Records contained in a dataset
════════════════════

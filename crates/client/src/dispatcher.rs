//! Request dispatch
//!
//! The dispatcher turns an [`ApiRequest`] into an HTTP call. The bearer
//! credential is read from the [`SessionStore`] at send time, never captured
//! when the request or the dispatcher was built.

use crate::config::{AuthDefaults, ClientConfig};
use crate::error::ClientError;
use crate::store::SessionStore;
use reqwest::{Client, ClientBuilder, Method, RequestBuilder, StatusCode, header};
use serde::{Serialize, de::DeserializeOwned};
use tracing::debug;

/// Replayable description of an outbound call.
///
/// Unlike a `reqwest::RequestBuilder` this can be sent more than once,
/// which is what lets a call be parked during a refresh and replayed with
/// the new credential.
#[derive(Debug, Clone)]
pub struct ApiRequest {
    method: Method,
    path: String,
    query: Vec<(String, String)>,
    body: Option<serde_json::Value>,
    retried: bool,
}

impl ApiRequest {
    pub fn new(method: Method, path: impl Into<String>) -> Self {
        Self {
            method,
            path: path.into(),
            query: Vec::new(),
            body: None,
            retried: false,
        }
    }

    pub fn get(path: impl Into<String>) -> Self {
        Self::new(Method::GET, path)
    }

    pub fn post(path: impl Into<String>) -> Self {
        Self::new(Method::POST, path)
    }

    pub fn put(path: impl Into<String>) -> Self {
        Self::new(Method::PUT, path)
    }

    pub fn patch(path: impl Into<String>) -> Self {
        Self::new(Method::PATCH, path)
    }

    pub fn delete(path: impl Into<String>) -> Self {
        Self::new(Method::DELETE, path)
    }

    /// Append a query parameter
    pub fn query(mut self, key: impl Into<String>, value: impl Into<String>) -> Self {
        self.query.push((key.into(), value.into()));
        self
    }

    /// Set a JSON body
    pub fn json<T: Serialize + ?Sized>(mut self, body: &T) -> Result<Self, ClientError> {
        self.body = Some(serde_json::to_value(body)?);
        Ok(self)
    }

    pub const fn method(&self) -> &Method {
        &self.method
    }

    pub fn path(&self) -> &str {
        &self.path
    }

    pub const fn body(&self) -> Option<&serde_json::Value> {
        self.body.as_ref()
    }

    /// Whether this call has already been replayed after a refresh
    pub const fn is_retried(&self) -> bool {
        self.retried
    }

    pub(crate) const fn mark_retried(&mut self) {
        self.retried = true;
    }
}

/// Body and status of a successful call
#[derive(Debug, Clone)]
pub struct ApiResponse {
    status: StatusCode,
    body: String,
}

impl ApiResponse {
    pub const fn status(&self) -> StatusCode {
        self.status
    }

    pub fn text(&self) -> &str {
        &self.body
    }

    /// Decode the body. An empty body decodes as JSON `null`.
    pub fn json<T: DeserializeOwned>(&self) -> Result<T, ClientError> {
        let body = self.body.trim();
        let body = if body.is_empty() { "null" } else { body };
        Ok(serde_json::from_str(body)?)
    }
}

/// Sends requests with the session's current credential
#[derive(Clone)]
pub struct Dispatcher {
    client: Client,
    base_url: String,
    store: SessionStore,
}

impl Dispatcher {
    /// Create a dispatcher for `config`, reading credentials from `store`
    pub fn new(config: &ClientConfig, store: SessionStore) -> Result<Self, ClientError> {
        let base_url = config.base_url.trim_end_matches('/').to_string();
        reqwest::Url::parse(&base_url)
            .map_err(|e| ClientError::Configuration(format!("invalid base_url {base_url:?}: {e}")))?;

        let user_agent = config
            .user_agent
            .clone()
            .unwrap_or_else(|| AuthDefaults::USER_AGENT.to_string());

        #[cfg(not(target_arch = "wasm32"))]
        let client = ClientBuilder::new()
            .user_agent(user_agent)
            .timeout(config.timeout())
            .build()?;

        #[cfg(target_arch = "wasm32")]
        let client = ClientBuilder::new().user_agent(user_agent).build()?; // Timeouts not supported on WASM

        Ok(Self {
            client,
            base_url,
            store,
        })
    }

    /// Get the base URL
    pub fn base_url(&self) -> &str {
        &self.base_url
    }

    pub const fn store(&self) -> &SessionStore {
        &self.store
    }

    /// Absolute URL for an API path
    pub fn url(&self, path: &str) -> String {
        if path.starts_with('/') {
            format!("{}{}", self.base_url, path)
        } else {
            format!("{}/{}", self.base_url, path)
        }
    }

    /// Create a request builder carrying the current bearer credential.
    ///
    /// For calls made outside [`dispatch`](Self::dispatch); they are not
    /// covered by refresh handling.
    pub fn request(&self, method: Method, path: &str) -> RequestBuilder {
        let request = self.client.request(method, self.url(path));
        match self.store.access_token() {
            Some(token) => request.header(header::AUTHORIZATION, format!("Bearer {token}")),
            None => request,
        }
    }

    /// Send with whatever access token the session holds right now
    pub async fn dispatch(&self, request: &ApiRequest) -> Result<ApiResponse, ClientError> {
        let token = self.store.access_token();
        self.send(request, token.as_deref()).await
    }

    /// Send with an explicit credential, or none at all
    pub(crate) async fn send(
        &self,
        request: &ApiRequest,
        token: Option<&str>,
    ) -> Result<ApiResponse, ClientError> {
        let mut builder = self
            .client
            .request(request.method.clone(), self.url(&request.path));
        if !request.query.is_empty() {
            builder = builder.query(&request.query);
        }
        if let Some(body) = &request.body {
            builder = builder.json(body);
        }
        if let Some(token) = token {
            builder = builder.header(header::AUTHORIZATION, format!("Bearer {token}"));
        }

        debug!(
            method = %request.method,
            path = %request.path,
            authenticated = token.is_some(),
            retried = request.retried,
            "Dispatching request"
        );

        let response = builder.send().await?;
        let status = response.status();

        if status.is_success() {
            let body = response.text().await?;
            Ok(ApiResponse { status, body })
        } else {
            let body = response.text().await.unwrap_or_else(|_| status.to_string());
            debug!(status = status.as_u16(), path = %request.path, "Request failed");
            Err(ClientError::from_status(status, &body))
        }
    }
}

════════════════════

Total the lines of the data that include the word "ClientConfig", and give that total as the sole response.

2